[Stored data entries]
+-------+

//! TOML-based application configuration.
//!
//! Stores:
//! - The daily anchor time (hour and minute)
//! - The countdown text style
//!
//! Configuration is stored at `~/.config/daywindow/config.toml`.

use serde::{Deserialize, Serialize};
use std::path::{Path, PathBuf};

use super::data_dir;
use crate::complication::TimeDifferenceStyle;
use crate::error::{ConfigError, CoreError, Result};
use crate::window::{DailyAnchor, DailyWindowCalculator, DEFAULT_ANCHOR_HOUR, DEFAULT_ANCHOR_MINUTE};

/// Anchor time-of-day at which the daily window resets.
#[derive(Debug, Clone, PartialEq, Eq, Serialize, Deserialize)]
pub struct AnchorConfig {
    #[serde(default = "default_anchor_hour")]
    pub hour: u32,
    #[serde(default = "default_anchor_minute")]
    pub minute: u32,
}

/// Countdown text configuration.
#[derive(Debug, Clone, Default, PartialEq, Eq, Serialize, Deserialize)]
pub struct CountdownConfig {
    #[serde(default)]
    pub style: TimeDifferenceStyle,
}

/// Application configuration.
///
/// Serialized to/from TOML at `~/.config/daywindow/config.toml`.
#[derive(Debug, Clone, Default, PartialEq, Eq, Serialize, Deserialize)]
pub struct Config {
    #[serde(default)]
    pub anchor: AnchorConfig,
    #[serde(default)]
    pub countdown: CountdownConfig,
}

fn default_anchor_hour() -> u32 {
    DEFAULT_ANCHOR_HOUR
}
fn default_anchor_minute() -> u32 {
    DEFAULT_ANCHOR_MINUTE
}

impl Default for AnchorConfig {
    fn default() -> Self {
        Self {
            hour: default_anchor_hour(),
            minute: default_anchor_minute(),
        }
    }
}

impl Config {
    fn get_json_value_by_path<'a>(
        root: &'a serde_json::Value,
        key: &str,
    ) -> Option<&'a serde_json::Value> {
        if key.is_empty() {
            return None;
        }

        let mut current = root;
        for part in key.split('.') {
            current = current.get(part)?;
        }
        Some(current)
    }

    fn set_json_value_by_path(root: &mut serde_json::Value, key: &str, value: &str) -> Result<()> {
        let unknown = || ConfigError::UnknownKey(key.to_string());
        let mut parts = key.split('.').peekable();
        if key.is_empty() {
            return Err(unknown().into());
        }

        let mut current = root;
        while let Some(part) = parts.next() {
            let is_leaf = parts.peek().is_none();
            if is_leaf {
                let obj = current.as_object_mut().ok_or_else(unknown)?;
                let existing = obj.get(part).ok_or_else(unknown)?;

                let new_value = match existing {
                    serde_json::Value::Bool(_) => serde_json::Value::Bool(
                        value
                            .parse::<bool>()
                            .map_err(|_| ConfigError::ParseFailed(format!("cannot parse '{value}' as bool")))?,
                    ),
                    serde_json::Value::Number(_) => {
                        let n = value.parse::<u64>().map_err(|_| {
                            ConfigError::ParseFailed(format!("cannot parse '{value}' as number"))
                        })?;
                        serde_json::Value::Number(n.into())
                    }
                    serde_json::Value::Object(_) | serde_json::Value::Array(_) => {
                        return Err(ConfigError::InvalidValue {
                            key: key.to_string(),
                            message: "is a section, not a value".into(),
                        }
                        .into());
                    }
                    _ => serde_json::Value::String(value.into()),
                };

                obj.insert(part.to_string(), new_value);
                return Ok(());
            }

            current = current.get_mut(part).ok_or_else(unknown)?;
        }

        Err(unknown().into())
    }

    fn path() -> Result<PathBuf> {
        Ok(data_dir()?.join("config.toml"))
    }

    /// Load from the default location, writing defaults if the file is missing.
    ///
    /// # Errors
    ///
    /// Returns an error if the config file exists but cannot be parsed or
    /// holds an out-of-range anchor, or if the default config cannot be
    /// written to disk.
    pub fn load() -> Result<Self> {
        Self::load_from(&Self::path()?)
    }

    /// Load from `path`, writing defaults there if the file is missing.
    ///
    /// # Errors
    ///
    /// See [`Config::load`].
    pub fn load_from(path: &Path) -> Result<Self> {
        match std::fs::read_to_string(path) {
            Ok(content) => {
                let cfg: Config = toml::from_str(&content).map_err(|e| ConfigError::LoadFailed {
                    path: path.to_path_buf(),
                    message: e.to_string(),
                })?;
                cfg.validate()?;
                Ok(cfg)
            }
            Err(e) if e.kind() == std::io::ErrorKind::NotFound => {
                tracing::debug!(path = %path.display(), "no config file, writing defaults");
                let cfg = Self::default();
                cfg.save_to(path)?;
                Ok(cfg)
            }
            Err(e) => Err(ConfigError::LoadFailed {
                path: path.to_path_buf(),
                message: e.to_string(),
            }
            .into()),
        }
    }

    /// Persist to the default location.
    ///
    /// # Errors
    ///
    /// Returns an error if the config cannot be serialized or written to disk.
    pub fn save(&self) -> Result<()> {
        self.save_to(&Self::path()?)
    }

    /// Persist to `path`.
    ///
    /// # Errors
    ///
    /// Returns an error if the config cannot be serialized or written to disk.
    pub fn save_to(&self, path: &Path) -> Result<()> {
        let content = toml::to_string_pretty(self)?;
        std::fs::write(path, content).map_err(|e| ConfigError::SaveFailed {
            path: path.to_path_buf(),
            message: e.to_string(),
        })?;
        Ok(())
    }

    /// Get a config value as string by dot-separated key.
    pub fn get(&self, key: &str) -> Option<String> {
        let json = serde_json::to_value(self).ok()?;
        let val = Self::get_json_value_by_path(&json, key)?;
        match val {
            serde_json::Value::String(s) => Some(s.clone()),
            other => Some(other.to_string()),
        }
    }

    /// Set a config value by dot-separated key. Does not persist.
    ///
    /// # Errors
    ///
    /// Returns an error if the key is unknown, the value cannot be parsed,
    /// or the result is not a valid configuration. `self` is left unchanged
    /// on error.
    pub fn set(&mut self, key: &str, value: &str) -> Result<()> {
        let mut json = serde_json::to_value(&*self)?;
        Self::set_json_value_by_path(&mut json, key, value)?;
        let updated: Config = serde_json::from_value(json).map_err(|e| ConfigError::InvalidValue {
            key: key.to_string(),
            message: e.to_string(),
        })?;
        updated.validate()?;
        *self = updated;
        Ok(())
    }

    /// Reject out-of-range anchors.
    ///
    /// # Errors
    ///
    /// Returns [`CoreError::InvalidConfiguration`] for an invalid anchor.
    pub fn validate(&self) -> Result<()> {
        self.anchor().map(|_| ())
    }

    /// The configured anchor, validated.
    ///
    /// # Errors
    ///
    /// Returns [`CoreError::InvalidConfiguration`] for an invalid anchor.
    pub fn anchor(&self) -> Result<DailyAnchor, CoreError> {
        DailyAnchor::new(self.anchor.hour, self.anchor.minute)
    }

    /// A calculator for the configured anchor.
    ///
    /// # Errors
    ///
    /// Returns [`CoreError::InvalidConfiguration`] for an invalid anchor.
    pub fn calculator(&self) -> Result<DailyWindowCalculator> {
        Ok(DailyWindowCalculator::new(self.anchor()?))
    }
}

+-------+

* WHAT THE TASK ASKS *
Take the lines from the start of the records through the line holding "use crate::complication::TimeDifferenceStyle;", both included, and please print them exactly, with nothing else.

* SOLUTION *
//! TOML-based application configuration.
//!
//! Stores:
//! - The daily anchor time (hour and minute)
//! - The countdown text style
//!
//! Configuration is stored at `~/.config/daywindow/config.toml`.

use serde::{Deserialize, Serialize};
use std::path::{Path, PathBuf};

use super::data_dir;
use crate::complication::TimeDifferenceStyle;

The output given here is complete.